Yes That is the jack. 
The drill is a 3/8 battery powered but 1/2 would be better. Going up with a full carboy/fermenter sometimes get wobbly so I steady the carboy/fermenter with my left hand while raising. 
I did not use the casters but that's not a bad ideal. I'll have to look for them.
2x12 base, plywood and 2x4. My highest counter top is 36" so everything was figured to get to that height.
Like a lot of us young guys in our 7th decade, lifting full carboys/fermenters is not going to happen.


----------



## mainshipfred (Dec 10, 2021)

I'm a bit luckier than most since I make wine in my warehouse and space is not an issue. The only advice I can recommend is no space is too small.


----------



## MarcOlivetti (Dec 30, 2021)

I started with the traditional laundry sink which had a fixed water spout too low for a Carboy to fit. I was lucky to find a commercial 2 large bowl sink w/ sides of all places, at my local brew shop. The owner had one sitting in his garage unused for years  I started with this:


and now have this to work with


I had to place the sink on blocks to have proper drainage when tying into the existing drain. The side benefit is much easier on my back!

As for work space, the cabinets were repurposed to the basement when the kitchen was remodeled, so I’m using slat wall for hanging storage along with the cabinets. I have a large table in the center of the work area which I keep working & aging Carboys with empties below in milk crates.


I also installed a wire grid above the work table using bungee cords to help manage the AIO pump hoses and to keep things organized.


this is a long way from my first batch in the kitchen & dining room


----------



## ChuckD (Dec 30, 2021)

Now that’s what I’m talking about! Someday I’ll have my wine room.


----------



## Raptor99 (Dec 30, 2021)

MarcOlivetti said:


> I started with the traditional laundry sink which had a fixed water spout too low for a Carboy to fit. I was lucky to find a commercial 2 large bowl sink w/ sides of all places, at my local brew shop. The owner had one sitting in his garage unused for year.



Very nice! I'm going to watch for a two-basin commercial sink.


----------



## Raptor99 (Feb 1, 2022)

I'm working on my design again. Right now I have 19' of counter space planned, but the sink will take up some of that space. I am looking at a stand alone commercial stainless steel sink, and am watching Craig's List for a deal.
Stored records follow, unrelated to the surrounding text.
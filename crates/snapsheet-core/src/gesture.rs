#![forbid(unsafe_code)]

//! Drag gesture coordination.
//!
//! [`GestureCoordinator`] turns a stream of [`DragEvent`]s into panel heights
//! while a finger is down, and into a single [`Release`] decision when it
//! lifts.
//!
//! # State Machine
//!
//! ```text
//! Idle ──start──▶ Dragging ──end──▶ Snapping ──settle──▶ Idle
//!                    │
//!                    └──end (beyond bounds)──▶ RubberBandRecovering ──settle──▶ Idle
//! ```
//!
//! # Invariants
//!
//! 1. `on_drag_update` and `on_drag_end` outside a drag are ignored.
//! 2. A start while already dragging is ignored.
//! 3. Each drag produces exactly one [`Release`].
//! 4. `is_over_dragging` is true exactly when the raw, undamped height lies
//!    outside the bounds.
//! 5. Updates with a non-finite translation are dropped, so the tracked
//!    height is always finite.
//!
//! # Failure Modes
//!
//! - If the host loses focus mid-drag it calls [`GestureCoordinator::cancel`],
//!   which releases with zero velocity.

#[cfg(feature = "config")]
use serde::{Deserialize, Serialize};

use crate::config::SheetConfig;
use crate::geometry::{HeightRange, rubber_band};
use crate::snap::{SnapPointSet, SnapResolver};

// ---------------------------------------------------------------------------
// Events
// ---------------------------------------------------------------------------

/// Phase of a raw drag event.
#[derive(Debug, Clone, Copy, PartialEq, Eq, Hash)]
#[cfg_attr(feature = "config", derive(Serialize, Deserialize))]
#[cfg_attr(feature = "config", serde(rename_all = "snake_case"))]
pub enum DragPhase {
    /// Finger down.
    Start,
    /// Finger moved.
    Update,
    /// Finger lifted.
    End,
    /// Gesture cancelled by the host.
    Cancel,
}

/// A raw drag event in screen coordinates (positive y points down).
#[derive(Debug, Clone, Copy, PartialEq)]
#[cfg_attr(feature = "config", derive(Serialize, Deserialize))]
pub struct DragEvent {
    /// Event phase.
    pub phase: DragPhase,
    /// Cumulative translation since the drag started (px).
    #[cfg_attr(feature = "config", serde(default))]
    pub translation_y: f64,
    /// Current velocity (px/s).
    #[cfg_attr(feature = "config", serde(default))]
    pub velocity_y: f64,
}

impl DragEvent {
    /// A drag start.
    #[must_use]
    pub const fn start() -> Self {
        Self {
            phase: DragPhase::Start,
            translation_y: 0.0,
            velocity_y: 0.0,
        }
    }

    /// A drag move.
    #[must_use]
    pub const fn update(translation_y: f64, velocity_y: f64) -> Self {
        Self {
            phase: DragPhase::Update,
            translation_y,
            velocity_y,
        }
    }

    /// A drag release.
    #[must_use]
    pub const fn end(translation_y: f64, velocity_y: f64) -> Self {
        Self {
            phase: DragPhase::End,
            translation_y,
            velocity_y,
        }
    }

    /// A host cancellation.
    #[must_use]
    pub const fn cancel() -> Self {
        Self {
            phase: DragPhase::Cancel,
            translation_y: 0.0,
            velocity_y: 0.0,
        }
    }
}

// ---------------------------------------------------------------------------
// Outputs
// ---------------------------------------------------------------------------

/// Coordinator phase.
#[derive(Debug, Clone, Copy, PartialEq, Eq, Hash, Default)]
pub enum GesturePhase {
    /// No gesture activity.
    #[default]
    Idle,
    /// Finger down; the drag owns the height.
    Dragging,
    /// Released; animating to a snap point.
    Snapping,
    /// Released beyond a bound; animating back to it.
    RubberBandRecovering,
}

/// Result of one drag update.
#[derive(Debug, Clone, Copy, PartialEq)]
pub struct DragSample {
    /// Displayed height (after rubber band or clamp).
    pub height: f64,
    /// Undamped height `start - translation_y`.
    pub raw_height: f64,
    /// The raw height lies outside the bounds.
    pub is_over_dragging: bool,
    /// The displayed height is within some snap point's magnetic range.
    pub is_near_snap_point: bool,
    /// Fraction of the height range covered, in `[0, 1]`.
    pub drag_progress: f64,
}

/// What to animate to after a release.
#[derive(Debug, Clone, Copy, PartialEq)]
pub enum Release {
    /// Return to a bound with the bouncy profile, ignoring velocity.
    RecoverToBound {
        /// `min_height` or `max_height`.
        bound: f64,
    },
    /// Animate to a resolved snap point carrying the release velocity.
    SnapTo {
        /// Index into the snap point set.
        index: usize,
        /// Target height.
        height: f64,
        /// Release velocity in screen coordinates.
        velocity_y: f64,
    },
}

impl Release {
    /// Target height of the release.
    #[must_use]
    pub fn target(&self) -> f64 {
        match *self {
            Self::RecoverToBound { bound } => bound,
            Self::SnapTo { height, .. } => height,
        }
    }
}

// ---------------------------------------------------------------------------
// Coordinator
// ---------------------------------------------------------------------------

#[derive(Debug, Clone, Copy)]
struct RubberBand {
    enabled: bool,
    factor: f64,
    max_overshoot: f64,
}

/// Drag state machine over panel heights.
#[derive(Debug, Clone)]
pub struct GestureCoordinator {
    range: HeightRange,
    rubber_band: RubberBand,
    resolver: SnapResolver,
    phase: GesturePhase,
    start_height: f64,
    height: f64,
    velocity_y: f64,
}

impl GestureCoordinator {
    /// Create an idle coordinator from sheet configuration.
    #[must_use]
    pub fn new(config: &SheetConfig) -> Self {
        Self {
            range: config.range(),
            rubber_band: RubberBand {
                enabled: config.enable_rubber_band,
                factor: config.rubber_band_factor,
                max_overshoot: config.max_overshoot,
            },
            resolver: SnapResolver::new(&config.snap),
            phase: GesturePhase::Idle,
            start_height: config.initial_height,
            height: config.initial_height,
            velocity_y: 0.0,
        }
    }

    /// Current phase.
    #[must_use]
    pub fn phase(&self) -> GesturePhase {
        self.phase
    }

    /// Whether a finger is down.
    #[must_use]
    pub fn is_dragging(&self) -> bool {
        self.phase == GesturePhase::Dragging
    }

    /// Last observed drag velocity.
    #[must_use]
    pub fn velocity(&self) -> f64 {
        self.velocity_y
    }

    /// Begin a drag from the live height. Returns `false` if a drag is
    /// already in progress.
    pub fn on_drag_start(&mut self, live_height: f64) -> bool {
        if self.is_dragging() {
            tracing::debug!(target: "snapsheet.gesture", "drag start ignored: already dragging");
            return false;
        }
        self.phase = GesturePhase::Dragging;
        self.start_height = live_height;
        self.height = live_height;
        self.velocity_y = 0.0;
        tracing::debug!(target: "snapsheet.gesture", start_height = live_height, "drag started");
        true
    }

    /// Map a drag translation to a height. `None` outside a drag.
    pub fn on_drag_update(
        &mut self,
        translation_y: f64,
        velocity_y: f64,
        points: &SnapPointSet,
    ) -> Option<DragSample> {
        if !self.is_dragging() {
            tracing::debug!(target: "snapsheet.gesture", "drag update ignored: not dragging");
            return None;
        }
        if !translation_y.is_finite() {
            tracing::debug!(
                target: "snapsheet.gesture",
                translation_y,
                "drag update ignored: non-finite translation"
            );
            return None;
        }
        let raw_height = self.start_height - translation_y;
        let height = self.constrain(raw_height);
        self.height = height;
        if velocity_y.is_finite() {
            self.velocity_y = velocity_y;
        }
        let sample = DragSample {
            height,
            raw_height,
            is_over_dragging: !self.range.contains(raw_height),
            is_near_snap_point: points.is_near(height),
            drag_progress: self.range.progress(height),
        };
        tracing::trace!(
            target: "snapsheet.gesture",
            raw = raw_height,
            height,
            over = sample.is_over_dragging,
            "drag update"
        );
        Some(sample)
    }

    /// Decide the release target. `None` outside a drag.
    pub fn on_drag_end(&mut self, velocity_y: f64, points: &SnapPointSet) -> Option<Release> {
        if !self.is_dragging() {
            tracing::debug!(target: "snapsheet.gesture", "drag end ignored: not dragging");
            return None;
        }
        let velocity_y = if velocity_y.is_finite() { velocity_y } else { 0.0 };
        self.velocity_y = velocity_y;

        let release = if self.range.contains(self.height) {
            let index = points.resolve_index(&self.resolver, self.height, velocity_y);
            self.phase = GesturePhase::Snapping;
            Release::SnapTo {
                index,
                height: points.get(index).map_or(self.height, |p| p.height),
                velocity_y,
            }
        } else {
            self.phase = GesturePhase::RubberBandRecovering;
            Release::RecoverToBound {
                bound: self.range.nearest_bound(self.height),
            }
        };
        tracing::debug!(
            target: "snapsheet.gesture",
            height = self.height,
            velocity_y,
            target_height = release.target(),
            "drag released"
        );
        Some(release)
    }

    /// Treat a host cancellation as a release with zero velocity.
    pub fn cancel(&mut self, points: &SnapPointSet) -> Option<Release> {
        if self.is_dragging() {
            tracing::debug!(target: "snapsheet.gesture", "drag cancelled");
        }
        self.on_drag_end(0.0, points)
    }

    /// Drop an in-progress drag without a release, for when a programmatic
    /// command takes over the height.
    pub fn abort(&mut self) {
        if self.is_dragging() {
            tracing::debug!(target: "snapsheet.gesture", height = self.height, "drag aborted");
        }
        self.phase = GesturePhase::Idle;
    }

    /// Return to idle once the release animation settles or is interrupted.
    pub fn settle(&mut self) {
        if self.phase != GesturePhase::Dragging {
            self.phase = GesturePhase::Idle;
        }
    }

    fn constrain(&self, raw: f64) -> f64 {
        let RubberBand {
            enabled,
            factor,
            max_overshoot,
        } = self.rubber_band;
        if !enabled {
            return self.range.clamp(raw);
        }
        if raw > self.range.max {
            self.range.max + rubber_band(raw - self.range.max, factor, max_overshoot)
        } else if raw < self.range.min {
            self.range.min - rubber_band(self.range.min - raw, factor, max_overshoot)
        } else {
            raw
        }
    }
}

#[cfg(test)]
mod tests {
    use super::*;

    fn setup() -> (GestureCoordinator, SnapPointSet) {
        let config = SheetConfig::default();
        let points = SnapPointSet::from_fractions(
            &config.snap_points,
            config.screen_height,
            config.range(),
            &config.snap,
        );
        (GestureCoordinator::new(&config), points)
    }

    #[test]
    fn update_outside_drag_ignored() {
        let (mut g, points) = setup();
        assert!(g.on_drag_update(-50.0, 0.0, &points).is_none());
        assert!(g.on_drag_end(0.0, &points).is_none());
        assert_eq!(g.phase(), GesturePhase::Idle);
    }

    #[test]
    fn double_start_ignored() {
        let (mut g, _) = setup();
        assert!(g.on_drag_start(300.0));
        assert!(!g.on_drag_start(500.0));
    }

    #[test]
    fn upward_translation_grows_panel() {
        let (mut g, points) = setup();
        g.on_drag_start(300.0);
        let sample = g.on_drag_update(-100.0, -400.0, &points).unwrap();
        assert_eq!(sample.height, 400.0);
        assert!(!sample.is_over_dragging);
        assert!((sample.drag_progress - 0.375).abs() < 1e-9);
    }

    #[test]
    fn non_finite_translation_keeps_last_height() {
        let (mut g, points) = setup();
        g.on_drag_start(300.0);
        g.on_drag_update(-100.0, -200.0, &points);
        assert!(g.on_drag_update(f64::NAN, 0.0, &points).is_none());
        assert!(g.on_drag_update(f64::NEG_INFINITY, 0.0, &points).is_none());
        assert!(g.is_dragging());
        let release = g.on_drag_end(f64::NAN, &points).unwrap();
        assert_eq!(
            release,
            Release::SnapTo {
                index: 0,
                height: 300.0,
                velocity_y: 0.0
            }
        );
    }

    #[test]
    fn rubber_band_past_max() {
        let (mut g, points) = setup();
        g.on_drag_start(900.0);
        let sample = g.on_drag_update(-50.0, 0.0, &points).unwrap();
        assert_eq!(sample.raw_height, 950.0);
        assert!(sample.height >= 900.0 && sample.height < 950.0);
        assert!(sample.is_over_dragging);
    }

    #[test]
    fn rubber_band_past_min_is_capped() {
        let (mut g, points) = setup();
        g.on_drag_start(100.0);
        let sample = g.on_drag_update(10_000.0, 0.0, &points).unwrap();
        assert_eq!(sample.height, 0.0);
    }

    #[test]
    fn hard_clamp_without_rubber_band() {
        let config = SheetConfig::default().rubber_band(false, 0.3);
        let points = SnapPointSet::from_fractions(
            &config.snap_points,
            config.screen_height,
            config.range(),
            &config.snap,
        );
        let mut g = GestureCoordinator::new(&config);
        g.on_drag_start(900.0);
        let sample = g.on_drag_update(-50.0, 0.0, &points).unwrap();
        assert_eq!(sample.height, 900.0);
        assert!(sample.is_over_dragging);
        assert!(matches!(g.on_drag_end(0.0, &points), Some(Release::SnapTo { .. })));
    }

    #[test]
    fn over_drag_release_recovers_to_bound() {
        let (mut g, points) = setup();
        g.on_drag_start(900.0);
        g.on_drag_update(-50.0, -2000.0, &points);
        let release = g.on_drag_end(-2000.0, &points).unwrap();
        assert_eq!(release, Release::RecoverToBound { bound: 900.0 });
        assert_eq!(g.phase(), GesturePhase::RubberBandRecovering);
    }

    #[test]
    fn in_bounds_release_snaps() {
        let (mut g, points) = setup();
        g.on_drag_start(300.0);
        g.on_drag_update(-350.0, 0.0, &points);
        let release = g.on_drag_end(0.0, &points).unwrap();
        assert_eq!(
            release,
            Release::SnapTo {
                index: 1,
                height: 700.0,
                velocity_y: 0.0
            }
        );
        assert_eq!(g.phase(), GesturePhase::Snapping);
        g.settle();
        assert_eq!(g.phase(), GesturePhase::Idle);
    }

    #[test]
    fn exactly_one_release_per_drag() {
        let (mut g, points) = setup();
        g.on_drag_start(300.0);
        assert!(g.on_drag_end(0.0, &points).is_some());
        assert!(g.on_drag_end(0.0, &points).is_none());
    }

    #[test]
    fn abort_ends_drag_without_release() {
        let (mut g, points) = setup();
        g.on_drag_start(300.0);
        g.abort();
        assert_eq!(g.phase(), GesturePhase::Idle);
        assert!(g.on_drag_end(0.0, &points).is_none());
    }

    #[test]
    fn cancel_releases_with_zero_velocity() {
        let (mut g, points) = setup();
        g.on_drag_start(300.0);
        g.on_drag_update(-100.0, -3000.0, &points);
        let release = g.cancel(&points).unwrap();
        assert!(matches!(release, Release::SnapTo { velocity_y, .. } if velocity_y == 0.0));
        assert_eq!(release.target(), 300.0);
    }
}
I see the benefit of a two-basin sink, but for washing large carboys it is helpful to be able to turn them on the site. That would require a sink basin at least 24" wide. It's difficult and expensive to find a two-basin model with basins that large, but I found a good size with one basin: https://www.webstaurantstore.com/re...rainboards-24-x-24-x-14-bowl/600S124242G.html I'm not necessarily going to buy that one, but it is an example.

The problem is fitting everything in. The sink I linked above is 72" wide, which would take out 6' of counter space (I would still have 13' of counter space.)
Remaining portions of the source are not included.